BJ's 4Q profit drops 29% as consumers pull back

Company reports softening midweek sales at its casual-dining chain

BJ’s Restaurants Inc. reported a 29-percent decrease in profit for the fourth quarter Tuesday, saying sales trends are softening as consumers pull back on dining out in light of payroll tax increases and other pressures.

The company reported that the decline in net income was largely due to one-time pre-tax charges during the quarter that ended Jan. 1 and an additional operating week the prior year. However, in an earnings call with analysts following the report, Greg Levin, BJ’s chief financial officer, said the chain saw “a lot of choppiness” in the fourth quarter and noted that same-store sales were negative going into the new fiscal year.

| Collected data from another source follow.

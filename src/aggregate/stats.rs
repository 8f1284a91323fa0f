//! Running averages and trend classification.

use std::collections::VecDeque;

use serde::Serialize;

/// Number of samples in each trend comparison window.
pub const TREND_WINDOW: usize = 10;

/// Minimum number of samples before a trend is classified.
pub const MIN_TREND_SAMPLES: usize = 3;

/// Relative change beyond which a trend is not stable.
const TREND_THRESHOLD: f64 = 0.05;

/// Count-weighted running mean.
///
/// Merging keeps only the mean and the sample count, so updates are O(1)
/// and merging batches one by one gives the same mean as merging their
/// concatenation.
#[derive(Debug, Clone, Copy, Default, PartialEq, Serialize)]
pub struct RunningAverage {
    /// Current mean.
    pub mean: f64,
    /// Number of samples folded in.
    pub count: u64,
}

impl RunningAverage {
    /// Folds in a batch with mean `batch_mean` over `batch_count` samples.
    ///
    /// `new = (old * old_count + batch_mean * batch_count) / (old_count + batch_count)`
    pub fn merge(&mut self, batch_mean: f64, batch_count: u64) {
        if batch_count == 0 {
            return;
        }
        let total = self.count + batch_count;
        self.mean = (self.mean * self.count as f64 + batch_mean * batch_count as f64) / total as f64;
        self.count = total;
    }

    /// Folds in a single sample.
    pub fn push(&mut self, value: f64) {
        self.merge(value, 1);
    }

    /// Mean and count of `values`.
    pub fn of(values: &[f64]) -> Self {
        if values.is_empty() {
            return Self::default();
        }
        Self {
            mean: values.iter().sum::<f64>() / values.len() as f64,
            count: values.len() as u64,
        }
    }
}

/// Direction a metric is moving in.
#[derive(Debug, Clone, Copy, PartialEq, Eq, Serialize)]
#[serde(rename_all = "snake_case")]
pub enum TrendDirection {
    Improving,
    Declining,
    Stable,
    InsufficientData,
}

impl TrendDirection {
    /// Compares the mean of the most recent window against the one before it.
    ///
    /// With at least 20 samples both windows hold ten samples. With fewer,
    /// the recent window takes the newer half (rounded up) and the previous
    /// window the rest. When higher values are worse, pass
    /// `higher_is_better = false` to invert the direction.
    pub fn classify(samples: &[f64], higher_is_better: bool) -> Self {
        let n = samples.len();
        if n < MIN_TREND_SAMPLES {
            return TrendDirection::InsufficientData;
        }

        let recent_len = TREND_WINDOW.min(n.div_ceil(2));
        let split = n - recent_len;
        let previous_start = split.saturating_sub(TREND_WINDOW);

        let recent = RunningAverage::of(&samples[split..]).mean;
        let previous = RunningAverage::of(&samples[previous_start..split]).mean;

        let change = if previous == 0.0 {
            recent - previous
        } else {
            (recent - previous) / previous.abs()
        };
        let change = if higher_is_better { change } else { -change };

        if change > TREND_THRESHOLD {
            TrendDirection::Improving
        } else if change < -TREND_THRESHOLD {
            TrendDirection::Declining
        } else {
            TrendDirection::Stable
        }
    }
}

/// Bounded sample history for one metric.
#[derive(Debug, Clone)]
pub struct TrendSeries {
    samples: VecDeque<f64>,
    higher_is_better: bool,
}

impl TrendSeries {
    /// Creates an empty series.
    pub fn new(higher_is_better: bool) -> Self {
        Self {
            samples: VecDeque::with_capacity(TREND_WINDOW * 2),
            higher_is_better,
        }
    }

    /// Appends a sample, evicting the oldest beyond two windows.
    pub fn push(&mut self, value: f64) {
        if self.samples.len() == TREND_WINDOW * 2 {
            self.samples.pop_front();
        }
        self.samples.push_back(value);
    }

    /// Number of retained samples.
    pub fn len(&self) -> usize {
        self.samples.len()
    }

    /// Returns whether the series holds no samples.
    pub fn is_empty(&self) -> bool {
        self.samples.is_empty()
    }

    /// Current trend.
    pub fn direction(&self) -> TrendDirection {
        let samples: Vec<f64> = self.samples.iter().copied().collect();
        TrendDirection::classify(&samples, self.higher_is_better)
    }
}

For the first seven weeks of the first quarter in January and February, same-store sales fell 0.5 percent, compared with an increase of 4 percent for the same period last year, he said.

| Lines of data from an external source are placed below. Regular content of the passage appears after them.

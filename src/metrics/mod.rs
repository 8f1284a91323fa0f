//! Metrics module for Prometheus-based monitoring.
//!
//! Collects task outcomes, queue depth, worker restarts, conflicts and
//! resource alerts of the batch scheduler.
//!
//! # Example
//!
//! ```ignore
//! use refactor_forge::metrics::{init_metrics, export_metrics, MetricsCollector};
//!
//! init_metrics().expect("Failed to initialize metrics");
//!
//! let collector = MetricsCollector::new();
//! collector.record_task_completed("high", 1.25);
//!
//! let metrics_text = export_metrics();
//! ```

pub mod collectors;
pub mod prometheus;

pub use collectors::MetricsCollector;
pub use prometheus::{export_metrics, init_metrics};

pub use prometheus::{
    ACTIVE_WORKERS, BATCHES_TOTAL, BATCH_SIZE, CONFLICTS_TOTAL, QUEUE_DEPTH, REGISTRY,
    RESOURCE_ALERTS, TASKS_TOTAL, TASK_DURATION, TASK_RETRIES, WORKER_RESTARTS,
};
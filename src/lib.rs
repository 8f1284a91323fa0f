//! refactor-forge: batch scheduling of long-running refactoring tasks.
//!
//! This library coordinates batches of independent tasks across a fixed
//! pool of workers, with timeouts, retries, resource monitoring, progress
//! tracking and conflict-aware result aggregation. What a task computes is
//! up to the [`TaskExecutor`] supplied by the caller.

pub mod aggregate;
pub mod cli;
pub mod config;
pub mod error;
pub mod events;
pub mod executor;
pub mod metrics;
pub mod monitor;
pub mod progress;
pub mod scheduler;
pub mod system;

pub use aggregate::{ConflictResolutionStrategy, ResultAggregator};
pub use config::{BatchConfig, ConfigError};
pub use error::{ProgressError, SchedulerError, SchedulerResult};
pub use events::{EventBus, SchedulerEvent};
pub use executor::{CommandExecutor, ExecutorError, FnExecutor, TaskContext, TaskExecutor};
pub use monitor::{ResourceMonitor, StaticMetricsSource, SystemMetricsSource};
pub use progress::{BatchStatus, ProgressTracker, TaskStatus};
pub use scheduler::{LoadBalancingStrategy, Priority, TaskSpec};
pub use system::{BatchHandle, BatchOptions, BatchProcessingSystem, BatchReport, SystemStatus};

Consumers appear to “need a catalyst or an event to dine out,” said Levin, and they are also generally pulling back on dining out midweek. “In fact, the first quarter feels a lot like 2008, in which the middle of the week has become soft with weekends and special events holding up relatively well,” he said.

Levin predicted it would take about two quarters for consumers to adjust to the “new reality” of “a little less jingling in their pockets” as a result of higher payroll taxes and other changes in tax regulation this year.

The fourth-quarter report was the “final watch” for retiring chief executive Jerry Deitchle and the first earnings report for his replacement Greg Trojan, who stepped into the CEO chair earlier this month.

Raising brand awareness

The company is targeting several areas for improvement, including raising awareness of the brand in all markets, according to Trojan.

“We need to refine our brand positioning and look to spend efficient marketing dollars to drive even more traffic into our restaurants,” he said, noting that one of BJ’s strengths is the diversity of guests and the reasons they visit.

“How do we communicate what we do and what BJ’s is to such a varied constituency when it represents quite different experiences to so many?” he continued. “A difficult mission, but essential to fully realizing our potential in my mind.”

Trojan said the chain will also work on its plan for future development, rethinking the traditional 8,500-square-foot footprint for BJ’s restaurants.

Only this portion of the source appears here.